135 lines (75 loc) · 6.63 KB

Data Version Control

We tried out DVC (Data Version Control) in this project, for versioning data and ML models.

  • Manage image collections as "external" sources (keeping the data on s3 and the metadata held in a git repository).
  • Create simple reproducible pipelines for processing data, training and fine-tuning models
  • Potential integration with CML for "continuous machine learning" - see the llm-eval project for a properly developed take on this.

Other ecologies like RO-crate and outpack share some of the same aims as DVC, but are more focused on research data and with possibly more community connections. For ML pipeline projects though, DVC is mature.

Summary

Our data transfer to s3 storage is being managed via an API and we don't have frequent changes to the source data. Keeping the dvc.lock projects in git and using dvc to synchronise training data download between development machines and hosts in JASMIN is a good pattern for other projects, but not for us here.

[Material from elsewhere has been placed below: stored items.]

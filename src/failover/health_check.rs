//! # Endpoint Health Check
//!
//! Per-endpoint `HEALTHY ⇄ UNHEALTHY` state machine with asymmetric
//! hysteresis: `failure_threshold` consecutive failed probes are needed to
//! degrade, a single passing probe recovers. Probe failures never raise
//! errors; they only move counters.

use chrono::{DateTime, Utc};
use serde::{Deserialize, Serialize};
use std::fmt;
use tracing::{debug, info, warn};

/// Derived health of one endpoint
#[derive(Debug, Clone, Copy, PartialEq, Eq, Hash, Serialize, Deserialize)]
#[serde(rename_all = "SCREAMING_SNAKE_CASE")]
pub enum EndpointHealth {
    Healthy,
    Unhealthy,
}

impl EndpointHealth {
    pub fn is_healthy(self) -> bool {
        self == Self::Healthy
    }
}

impl fmt::Display for EndpointHealth {
    fn fmt(&self, f: &mut fmt::Formatter<'_>) -> fmt::Result {
        match self {
            Self::Healthy => write!(f, "HEALTHY"),
            Self::Unhealthy => write!(f, "UNHEALTHY"),
        }
    }
}

/// A state change produced by one probe result
#[derive(Debug, Clone, Copy, PartialEq, Eq, Serialize, Deserialize)]
pub struct HealthTransition {
    pub from: EndpointHealth,
    pub to: EndpointHealth,
}

/// Read-only copy of a health check
#[derive(Debug, Clone, PartialEq, Eq, Serialize, Deserialize)]
pub struct HealthSnapshot {
    pub health_check_id: String,
    pub health: EndpointHealth,
    pub consecutive_failures: u32,
    pub total_passes: u64,
    pub total_failures: u64,
    pub last_probe_at: Option<DateTime<Utc>>,
}

#[derive(Debug, Clone)]
pub struct HealthCheck {
    id: String,
    failure_threshold: u32,
    health: EndpointHealth,
    consecutive_failures: u32,
    total_passes: u64,
    total_failures: u64,
    last_probe_at: Option<DateTime<Utc>>,
}

impl HealthCheck {
    /// New checks start healthy; a threshold of zero is treated as one
    pub fn new(id: impl Into<String>, failure_threshold: u32) -> Self {
        Self {
            id: id.into(),
            failure_threshold: failure_threshold.max(1),
            health: EndpointHealth::Healthy,
            consecutive_failures: 0,
            total_passes: 0,
            total_failures: 0,
            last_probe_at: None,
        }
    }

    pub fn id(&self) -> &str {
        &self.id
    }

    pub fn health(&self) -> EndpointHealth {
        self.health
    }

    pub fn is_healthy(&self) -> bool {
        self.health.is_healthy()
    }

    pub fn consecutive_failures(&self) -> u32 {
        self.consecutive_failures
    }

    /// Fold one probe result in; returns the transition if health changed
    pub fn record(&mut self, passed: bool) -> Option<HealthTransition> {
        self.last_probe_at = Some(Utc::now());
        let from = self.health;

        if passed {
            self.total_passes += 1;
            self.consecutive_failures = 0;
            self.health = EndpointHealth::Healthy;
        } else {
            self.total_failures += 1;
            self.consecutive_failures = self.consecutive_failures.saturating_add(1);
            debug!(
                health_check_id = %self.id,
                consecutive_failures = self.consecutive_failures,
                failure_threshold = self.failure_threshold,
                "Probe failed"
            );
            if self.consecutive_failures >= self.failure_threshold {
                self.health = EndpointHealth::Unhealthy;
            }
        }

        if from == self.health {
            return None;
        }

        match self.health {
            EndpointHealth::Unhealthy => warn!(
                health_check_id = %self.id,
                consecutive_failures = self.consecutive_failures,
                "🔴 Endpoint marked unhealthy"
            ),
            EndpointHealth::Healthy => info!(health_check_id = %self.id, "🟢 Endpoint recovered"),
        }

        Some(HealthTransition {
            from,
            to: self.health,
        })
    }

    pub fn snapshot(&self) -> HealthSnapshot {
        HealthSnapshot {
            health_check_id: self.id.clone(),
            health: self.health,
            consecutive_failures: self.consecutive_failures,
            total_passes: self.total_passes,
            total_failures: self.total_failures,
            last_probe_at: self.last_probe_at,
        }
    }
}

The data pipeline included here is minimal (just a chain of scripts!). We wanted to show several different image collections and resulting models trained on their embeddings. dvc repro wants to destroy and recreate directories used as input/output between stages, so those have been commented out of the example dvc.yaml.

For publishing an experiment, reproducible as a pipeline with a couple of commands and with little to no adaptation of existing code needed to get it to work, it's a decent fit.

Walkthrough

Setting up a "DVC remote" in object storage

Following the DVC Getting Started

dvc init
git add .dvc/config
git add .dvc/.gitignore

Add our JASMIN object store as a DVC remote. Use an existing bucket for simplicity; this limits us to a single collection, but that's already the case.

For non-AWS stores, endpointurl is needed - set this to the same object store url defined in .env as AWS_URL_ENDPOINT

dvc remote add -d jasmin s3://metadata
dvc remote modify jasmin endpointurl https://fw-plankton-o.s3-ext.jc.rl.ac.uk

Add access key / secret key pair as documented in the llm_eval project. These values are also defined in .env, and the --local switch prevents accidentally committing them to git:

dvc remote modify --local jasmin access_key_id [our access key]
dvc remote modify --local jasmin secret_access_key [our secret key]

Test that it works:

dvc push

Add data

Our images are already in the same bucket as this dvc remote. Try import-url to add an image in remote storage to version control. TODO - ask someone with permissions to add a dedicated bucket.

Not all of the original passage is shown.